Spinal cord stimulation (SCS) affects the cardiac nervous system centrally and peripherally [6,91]. SCS can intercept cardiac afferent signals from the heart and suppress efferent output from the intermediolateral region of the spinal cord within the spinal cord. This sympathetic efferent suppression leads to reduced cardiac sympathoexcitation back to the heart through the stellate ganglion, thus resulting in cardioprotective effects such as improvements in cardiac function and reduction in arrhythmias [14,92,93]. GABA-mediated pathways have been examined for SCS to work within the spinal cords in the pain field [94], but they still need further research in the cardiac field. SCS leads are typically situated in the epidural space percutaneously, and a programmable pulse generator (IPG) is implanted in the pocket in the back for delivering the stimulation. In terms of practical stimulation methods, no optimal stimulation method has been confirmed yet. SCS has shown effective pain relief in many clinical studies by applying traditional low-frequency stimulation at 50 Hz [95]; however, recently, kilohertz high-frequency stimulation has shown better pain relief in line with patients’ satisfaction with less perception and less paresthesia [96,97]. For the purpose of arrhythmia treatment, there is even less known about the optimization of SCS. For example, how long the stimulation should be delivered is another question, and no optimal period has been determined yet. High-frequency stimulation may represent a preferable approach, as it is associated with reduced paresthesia [98,99]. Kilohertz-frequency SCS has also been shown to produce longer-lasting inhibitory effects on myocardial ischemia-related spinal neurons compared to conventional low-frequency SCS [100]. Furthermore, computational modeling [101,102], combined with preclinical studies to validate these findings, could facilitate the identification of optimal stimulation parameters prior to clinical application.
Animal studies with SCS are showing promising effects in mitigating VAs and excitatory arrhythmogenesis. In pigs, low-frequency 50 Hz SCS targeting the T3/T4 spinal level was shown to reduce VTs and measures of cardiac electrophysiology and arrhythmogenesis, such as activation recovery interval and repolarization time shortening, dispersion of repolarization, and arrhythmia score [103]. The same research group posits that SCS reduces VAs by mitigating glial cell activation and activating GABA signaling pathways [104,105]. Another mechanism explored is the regulation of norepinephrine release; SCS significantly reduced norepinephrine levels associated with arrhythmogenesis in a canine cardiac ischemia model [106]. There is extensive preclinical research from physiological and mechanistic aspects to prevent VAs by SCS [105,107]; however, there are few clinical studies, possibly because of the invasive nature of the procedure and the use of anticoagulants in these cardiac patients. In the SCS HEART clinical study, SCS was shown to improve heart failure symptoms and to protect against VAs [92]. A study in 2015 showed that SCS minimized episodes of VT and fibrillation in a patient with severe electrical storm [108]. There are also several clinical studies focusing on the relief of angina pectoris with SCS [109,110].
In an AF canine model, SCS lengthens the atrial effective refractory period and decreases AF burden and inducibility [111]. When inducing atrial tachyarrhythmias and bradycardias in dogs, SCS obtunds the excitatory signals triggering arrhythmogenesis [112]. These effects are speculated to be modulated through decreased activity in the ICNS [113]. Autonomic remodeling of the right atrial GP and left SG caused by fast atrial pacing-induced AF was shown to be attenuated by SCS in the canine model [93]. In a recent clinical study, temporary SCS demonstrated efficacy for suppressing post-operative AF after coronary artery bypass grafting [114].

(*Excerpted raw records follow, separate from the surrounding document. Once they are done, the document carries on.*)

mod api;
mod error;
mod state;
mod types;

use std::sync::Arc;
use std::time::Duration;

use axum::Router;
use axum::routing::{get, post};
use tower_http::limit::RequestBodyLimitLayer;
use tower_http::timeout::TimeoutLayer;
use utoipa::openapi::security::{Http, HttpAuthScheme, SecurityScheme};
use utoipa::{Modify, OpenApi};
use utoipa_swagger_ui::SwaggerUi;

pub use self::error::{AppError, Unauthorized};
pub use self::state::*;
pub use self::types::*;
use crate::db::Artwork;
use crate::listing::{Page, PageRequest};
use crate::search::{Routed, SearchHit, SearchMode};

struct BearerAuth;

impl Modify for BearerAuth {
    fn modify(&self, openapi: &mut utoipa::openapi::OpenApi) {
        if let Some(components) = openapi.components.as_mut() {
            components.add_security_scheme(
                "bearer",
                SecurityScheme::Http(Http::new(HttpAuthScheme::Bearer)),
            );
        }
    }
}

#[derive(OpenApi)]
#[openapi(
    paths(
        api::search_handler,
        api::similar_handler,
        api::list_handler,
        api::random_handler,
        api::featured_handler,
        api::live_handler,
        api::reload_handler,
        api::metrics_handler,
    ),
    components(schemas(
        Artwork,
        SearchHit,
        SearchMode,
        Routed,
        PageRequest,
        Page<Artwork>,
        LiveResponse,
        ReloadResponse,
    )),
    modifiers(&BearerAuth)
)]
pub struct ApiDoc;

/// 构建API服务器
pub fn create_app(state: Arc<AppState>) -> Router {
    Router::new()
        .route("/search", get(api::search_handler))
        .route("/similar/{id}", get(api::similar_handler))
        .route("/artworks", get(api::list_handler))
        .route("/random", get(api::random_handler))
        .route("/featured/{source}", get(api::featured_handler))
        .route("/live/{session}", get(api::live_handler))
        .route("/reload", post(api::reload_handler))
        .route("/metrics", get(api::metrics_handler))
        .merge(SwaggerUi::new("/docs").url("/api-docs/openapi.json", ApiDoc::openapi()))
        // 所有接口都不接受上传
        .layer(RequestBodyLimitLayer::new(64 * 1024))
        .layer(TimeoutLayer::new(Duration::from_secs(30)))
        .with_state(state)
}
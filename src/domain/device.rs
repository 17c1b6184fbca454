//! Per-device immutable snapshots: live state and user configuration.

use serde::{Deserialize, Serialize};

use super::range::ValueRange;

/// Live state of one device slot.
///
/// Replaced, not mutated, on every value update. `connected` is derived:
/// a device is connected iff it has a normalized reading.
#[derive(Debug, Clone, PartialEq, Serialize, Deserialize)]
pub struct DeviceState {
    pub id: u8,
    pub normalized: Option<f64>,
    pub actual: Option<f64>,
    pub connected: bool,
}

impl DeviceState {
    /// An empty (disconnected) slot.
    pub fn empty(id: u8) -> Self {
        Self {
            id,
            normalized: None,
            actual: None,
            connected: false,
        }
    }

    /// Produce the next state from a normalized reading, re-deriving the
    /// actual-unit value through the *current* range. A range change therefore
    /// updates the displayed value without needing a fresh sample.
    pub fn update_from_normalized(&self, value: Option<f64>, range: &ValueRange) -> Self {
        let normalized = value
            .filter(|v| !v.is_nan())
            .map(|v| v.clamp(0.0, 100.0));
        let actual = normalized.and_then(|n| range.denormalize(n));
        Self {
            id: self.id,
            normalized,
            actual,
            connected: normalized.is_some(),
        }
    }
}

/// User-editable configuration of one device slot, persisted to local
/// key-value storage keyed by device id.
#[derive(Debug, Clone, PartialEq, Serialize, Deserialize)]
#[serde(rename_all = "camelCase")]
pub struct DeviceConfig {
    pub id: u8,
    #[serde(default)]
    pub name: String,
    #[serde(default)]
    pub ip: String,
    #[serde(default)]
    pub icon_url: Option<String>,
}

impl DeviceConfig {
    /// A default configuration for the given slot.
    pub fn new(id: u8) -> Self {
        Self {
            id,
            name: String::new(),
            ip: String::new(),
            icon_url: None,
        }
    }

    /// Copy with a new display name.
    pub fn with_name(&self, name: impl Into<String>) -> Self {
        Self {
            name: name.into(),
            ..self.clone()
        }
    }

    /// Copy with a new icon URL (or none).
    pub fn with_icon(&self, icon_url: Option<String>) -> Self {
        Self {
            icon_url,
            ..self.clone()
        }
    }

    /// Copy with a new device address.
    pub fn with_ip(&self, ip: impl Into<String>) -> Self {
        Self {
            ip: ip.into(),
            ..self.clone()
        }
    }
}
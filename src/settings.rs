//! Durable local settings: a small key-value store and a settings service.
//!
//! The store is a shared resource across processes with no transactional
//! guarantee; last writer wins and readers must tolerate missing or stale
//! values.

use std::path::PathBuf;
use std::sync::Arc;

use tracing::debug;

use crate::domain::{DeviceConfig, ValueRange, DEVICE_SLOTS};
use crate::error::Result;

/// Minimal string key-value storage. Implementations are injected at
/// construction, never looked up through ambient state.
pub trait KeyValueStore: Send + Sync {
    fn get(&self, key: &str) -> Option<String>;
    fn set(&self, key: &str, value: &str) -> Result<()>;
}

/// File-backed store: one file per key inside a directory.
pub struct FileStore {
    dir: PathBuf,
}

impl FileStore {
    pub fn new(dir: impl Into<PathBuf>) -> Self {
        Self { dir: dir.into() }
    }

    fn path_for(&self, key: &str) -> PathBuf {
        let safe: String = key
            .chars()
            .map(|c| if c.is_ascii_alphanumeric() || c == '-' || c == '_' { c } else { '-' })
            .collect();
        self.dir.join(format!("{safe}.json"))
    }
}

impl KeyValueStore for FileStore {
    fn get(&self, key: &str) -> Option<String> {
        std::fs::read_to_string(self.path_for(key)).ok()
    }

    fn set(&self, key: &str, value: &str) -> Result<()> {
        std::fs::create_dir_all(&self.dir)?;
        std::fs::write(self.path_for(key), value)?;
        Ok(())
    }
}

/// In-memory store, used for tests and single-process setups.
#[derive(Default)]
pub struct MemoryStore {
    map: std::sync::Mutex<std::collections::HashMap<String, String>>,
}

impl MemoryStore {
    pub fn new() -> Self {
        Self::default()
    }
}

impl KeyValueStore for MemoryStore {
    fn get(&self, key: &str) -> Option<String> {
        self.map.lock().unwrap().get(key).cloned()
    }

    fn set(&self, key: &str, value: &str) -> Result<()> {
        self.map.lock().unwrap().insert(key.to_string(), value.to_string());
        Ok(())
    }
}

const RANGE_KEY: &str = "meter-settings-range";
const DEVICES_KEY: &str = "meter-settings-devices";

/// Loads and saves the value range and the six device configurations.
pub struct SettingsService {
    store: Arc<dyn KeyValueStore>,
}

impl SettingsService {
    pub fn new(store: Arc<dyn KeyValueStore>) -> Self {
        Self { store }
    }

    /// Load the persisted range, or the default when missing or unreadable.
    pub fn load_value_range(&self) -> ValueRange {
        self.store
            .get(RANGE_KEY)
            .and_then(|text| serde_json::from_str::<ValueRange>(&text).ok())
            .map(|r| ValueRange::new(r.min, r.max, r.unit))
            .unwrap_or_default()
    }

    pub fn save_value_range(&self, range: &ValueRange) -> Result<()> {
        let text = serde_json::to_string(range).expect("range serializes");
        self.store.set(RANGE_KEY, &text)
    }

    /// Load device configurations, filling missing slots with defaults so the
    /// result always covers all six devices in id order.
    pub fn load_device_configs(&self) -> Vec<DeviceConfig> {
        let stored: Vec<DeviceConfig> = self
            .store
            .get(DEVICES_KEY)
            .and_then(|text| serde_json::from_str(&text).ok())
            .unwrap_or_default();
        (1..=DEVICE_SLOTS as u8)
            .map(|id| {
                stored
                    .iter()
                    .find(|c| c.id == id)
                    .cloned()
                    .unwrap_or_else(|| DeviceConfig::new(id))
            })
            .collect()
    }

    pub fn save_device_configs(&self, configs: &[DeviceConfig]) -> Result<()> {
        let text = serde_json::to_string(configs).expect("configs serialize");
        debug!(count = configs.len(), "saving device configs");
        self.store.set(DEVICES_KEY, &text)
    }
}

#[cfg(test)]
mod tests {
    use super::*;

    #[test]
    fn missing_settings_fall_back_to_defaults() {
        let service = SettingsService::new(Arc::new(MemoryStore::new()));
        assert_eq!(service.load_value_range(), ValueRange::default());
        let configs = service.load_device_configs();
        assert_eq!(configs.len(), DEVICE_SLOTS);
        assert_eq!(configs[3].id, 4);
    }

    #[test]
    fn settings_roundtrip() {
        let service = SettingsService::new(Arc::new(MemoryStore::new()));
        let range = ValueRange::new(-10.0, 40.0, "deg");
        service.save_value_range(&range).unwrap();
        assert_eq!(service.load_value_range(), range);

        let configs = vec![DeviceConfig::new(2).with_name("pump")];
        service.save_device_configs(&configs).unwrap();
        let loaded = service.load_device_configs();
        assert_eq!(loaded[1].name, "pump");
        // Slots not present in storage come back as defaults.
        assert_eq!(loaded[0], DeviceConfig::new(1));
    }

    #[test]
    fn corrupt_stored_settings_are_tolerated() {
        let store = Arc::new(MemoryStore::new());
        store.set(RANGE_KEY, "{broken").unwrap();
        let service = SettingsService::new(store);
        assert_eq!(service.load_value_range(), ValueRange::default());
    }

    #[test]
    fn file_store_roundtrip_and_missing_read() {
        let dir = std::env::temp_dir().join(format!("meterbridge-kv-{}", uuid::Uuid::new_v4()));
        let store = FileStore::new(&dir);
        assert_eq!(store.get("absent"), None);
        store.set("overlay:state", "{\"x\":1}").unwrap();
        assert_eq!(store.get("overlay:state").as_deref(), Some("{\"x\":1}"));
        std::fs::remove_dir_all(&dir).ok();
    }
}
//! Time-driven playback of recorded logs into the view model.

use std::time::Duration;

use tokio::task::JoinHandle;
use tokio::time::{interval, Instant, MissedTickBehavior};
use tracing::{debug, info};

use crate::domain::{parse_log, LogEntry, DEVICE_SLOTS};
use crate::error::Result;
use crate::view_model::MeterViewModel;

/// Playback frame pacing, roughly display refresh rate.
const FRAME_INTERVAL: Duration = Duration::from_millis(16);

/// One sampled playback frame.
#[derive(Debug, Clone, PartialEq)]
pub struct PlaybackFrame {
    pub values: Vec<Option<f64>>,
    /// Set once elapsed time has passed the final entry; playback freezes at
    /// the last values and then stops.
    pub finished: bool,
}

/// Sample the entry sequence at an elapsed playback time (absolute, on the
/// same clock as the entry timestamps).
///
/// Locates the bracketing pair around `elapsed` and linearly interpolates per
/// slot. When exactly one side is null the non-null side is used as-is (no
/// fade); when both are null the slot stays null. Elapsed time past the final
/// entry freezes output at the last entry's values.
pub fn sample_entries(entries: &[LogEntry], elapsed_ms: f64) -> Option<PlaybackFrame> {
    let last = entries.last()?;
    if elapsed_ms >= last.timestamp as f64 {
        return Some(PlaybackFrame {
            values: last.normalized_values.clone(),
            finished: true,
        });
    }

    let mut prev = entries.first()?;
    let mut next = last;
    for entry in entries {
        if entry.timestamp as f64 <= elapsed_ms {
            prev = entry;
        } else {
            next = entry;
            break;
        }
    }

    if std::ptr::eq(prev, next) || next.timestamp == prev.timestamp {
        return Some(PlaybackFrame {
            values: prev.normalized_values.clone(),
            finished: false,
        });
    }

    let span = (next.timestamp - prev.timestamp) as f64;
    let t = ((elapsed_ms - prev.timestamp as f64) / span).clamp(0.0, 1.0);
    let values = (0..DEVICE_SLOTS)
        .map(|idx| {
            let a = prev.normalized_values.get(idx).copied().flatten();
            let b = next.normalized_values.get(idx).copied().flatten();
            match (a, b) {
                (Some(a), Some(b)) => Some(a + (b - a) * t),
                (Some(a), None) => Some(a),
                (None, Some(b)) => Some(b),
                (None, None) => None,
            }
        })
        .collect();
    Some(PlaybackFrame {
        values,
        finished: false,
    })
}

/// Loads a recorded log and plays it back into a view model, substituting
/// itself for the live transports. Playback writes values with smoothing
/// disabled; this engine supplies its own interpolation.
pub struct ReplayEngine {
    vm: MeterViewModel,
    entries: Vec<LogEntry>,
    task: Option<JoinHandle<()>>,
}

impl ReplayEngine {
    pub fn new(vm: MeterViewModel) -> Self {
        Self {
            vm,
            entries: Vec::new(),
            task: None,
        }
    }

    /// Load log text in any accepted shape. Returns the frame count.
    pub fn load(&mut self, text: &str) -> Result<usize> {
        self.entries = parse_log(text)?;
        info!(frames = self.entries.len(), "replay log loaded");
        Ok(self.entries.len())
    }

    pub fn frame_count(&self) -> usize {
        self.entries.len()
    }

    pub fn is_playing(&self) -> bool {
        self.task.as_ref().is_some_and(|task| !task.is_finished())
    }

    /// Start playback from the first entry. Any live interpolation the view
    /// model had in flight is cancelled first; replay owns these slots now.
    pub fn play(&mut self) {
        if self.entries.is_empty() {
            return;
        }
        self.halt();
        self.vm.cancel_interpolations();

        let vm = self.vm.clone();
        let entries = self.entries.clone();
        let first_ts = entries[0].timestamp as f64;
        self.task = Some(tokio::spawn(async move {
            let started = Instant::now();
            let mut ticker = interval(FRAME_INTERVAL);
            ticker.set_missed_tick_behavior(MissedTickBehavior::Skip);
            loop {
                ticker.tick().await;
                let elapsed = started.elapsed().as_secs_f64() * 1000.0 + first_ts;
                let Some(frame) = sample_entries(&entries, elapsed) else {
                    break;
                };
                vm.update_values_raw(&frame.values);
                if frame.finished {
                    debug!("replay reached end of log");
                    break;
                }
            }
        }));
    }

    /// Halt the frame loop and reset all slots to null. Distinct from the
    /// natural end of the log, which freezes at the last frame. Idempotent.
    pub fn stop(&mut self) {
        self.halt();
        self.vm.update_values_raw(&[None; DEVICE_SLOTS]);
    }

    fn halt(&mut self) {
        if let Some(task) = self.task.take() {
            task.abort();
        }
    }
}

impl Drop for ReplayEngine {
    fn drop(&mut self) {
        self.halt();
    }
}

#[cfg(test)]
mod tests {
    use super::*;

    fn two_device_log() -> Vec<LogEntry> {
        vec![
            LogEntry::new(0, &[Some(10.0), None]),
            LogEntry::new(1000, &[Some(90.0), Some(50.0)]),
        ]
    }

    #[test]
    fn midpoint_interpolates_with_null_policy() {
        let entries = two_device_log();
        let frame = sample_entries(&entries, 500.0).unwrap();
        assert!(!frame.finished);
        assert!((frame.values[0].unwrap() - 50.0).abs() < 1e-9);
        // Prev side is null: the next value is used as-is, no fade.
        assert_eq!(frame.values[1], Some(50.0));
        assert_eq!(frame.values[2], None);
    }

    #[test]
    fn past_the_end_freezes_and_finishes() {
        let entries = two_device_log();
        let frame = sample_entries(&entries, 1500.0).unwrap();
        assert!(frame.finished);
        assert_eq!(frame.values[0], Some(90.0));
        assert_eq!(frame.values[1], Some(50.0));
    }

    #[test]
    fn fraction_is_clamped_and_exact_at_entry_times() {
        let entries = two_device_log();
        let frame = sample_entries(&entries, 0.0).unwrap();
        assert_eq!(frame.values[0], Some(10.0));
        let frame = sample_entries(&entries, 999.999).unwrap();
        assert!(frame.values[0].unwrap() < 90.0);
    }

    #[test]
    fn both_null_stays_null() {
        let entries = vec![
            LogEntry::new(0, &[None, Some(20.0)]),
            LogEntry::new(100, &[None, Some(40.0)]),
        ];
        let frame = sample_entries(&entries, 50.0).unwrap();
        assert_eq!(frame.values[0], None);
    }

    #[test]
    fn empty_log_yields_nothing() {
        assert_eq!(sample_entries(&[], 0.0), None);
    }

    #[tokio::test(start_paused = true)]
    async fn playback_drives_view_model_and_ends() {
        let vm = MeterViewModel::new();
        let mut engine = ReplayEngine::new(vm.clone());
        engine
            .load(r#"[{"id":1,"value":10,"ts":0},{"id":1,"value":90,"ts":400}]"#)
            .unwrap();
        engine.play();

        tokio::time::sleep(Duration::from_millis(200)).await;
        let mid = vm.snapshot().values[0].unwrap();
        assert!(mid > 10.0 && mid < 90.0, "mid-playback value was {mid}");

        tokio::time::sleep(Duration::from_millis(400)).await;
        // Natural end freezes at the last entry's values.
        assert_eq!(vm.snapshot().values[0], Some(90.0));
        assert!(!engine.is_playing());
    }

    #[tokio::test(start_paused = true)]
    async fn stop_resets_all_slots_to_null() {
        let vm = MeterViewModel::new();
        let mut engine = ReplayEngine::new(vm.clone());
        engine
            .load(r#"[{"id":1,"value":10,"ts":0},{"id":1,"value":90,"ts":5000}]"#)
            .unwrap();
        engine.play();
        tokio::time::sleep(Duration::from_millis(100)).await;
        assert!(vm.snapshot().values[0].is_some());

        engine.stop();
        assert_eq!(vm.snapshot().values, vec![None; DEVICE_SLOTS]);
        // Stopping again is safe.
        engine.stop();
    }
}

3.3. Dorsal Root Ganglion Stimulation

Cardio-spinal neural reflexes pass through the dorsal root ganglion (DRG) while traveling from primary afferent neurons to the dorsal horn at the thoracic level of the spinal cord [115]. As such, the DRG offers an accessible target for bioelectronic neuromodulation [116]. DRG stimulation (DRGS) electrodes can be placed in the prone position using fluoroscopic guidance, with the electrode positioned over the DRG in the dorsal region of the foramen [117]. There is evidence of DRGS relieving pain in preclinical studies [118,119,120], but there are few studies related to arrhythmia treatment. Currently, there are only animal studies for the application of DRGS in reducing arrhythmogenesis. In recent pig studies, thoracic DRGS decreased sympathoexcitation and ventricular arrhythmogenesis [121]. Also, it has been shown that thoracic DRGS reduced ventricular arrhythmogenesis using both low (20 Hz) and high (1 kHz) frequencies [122].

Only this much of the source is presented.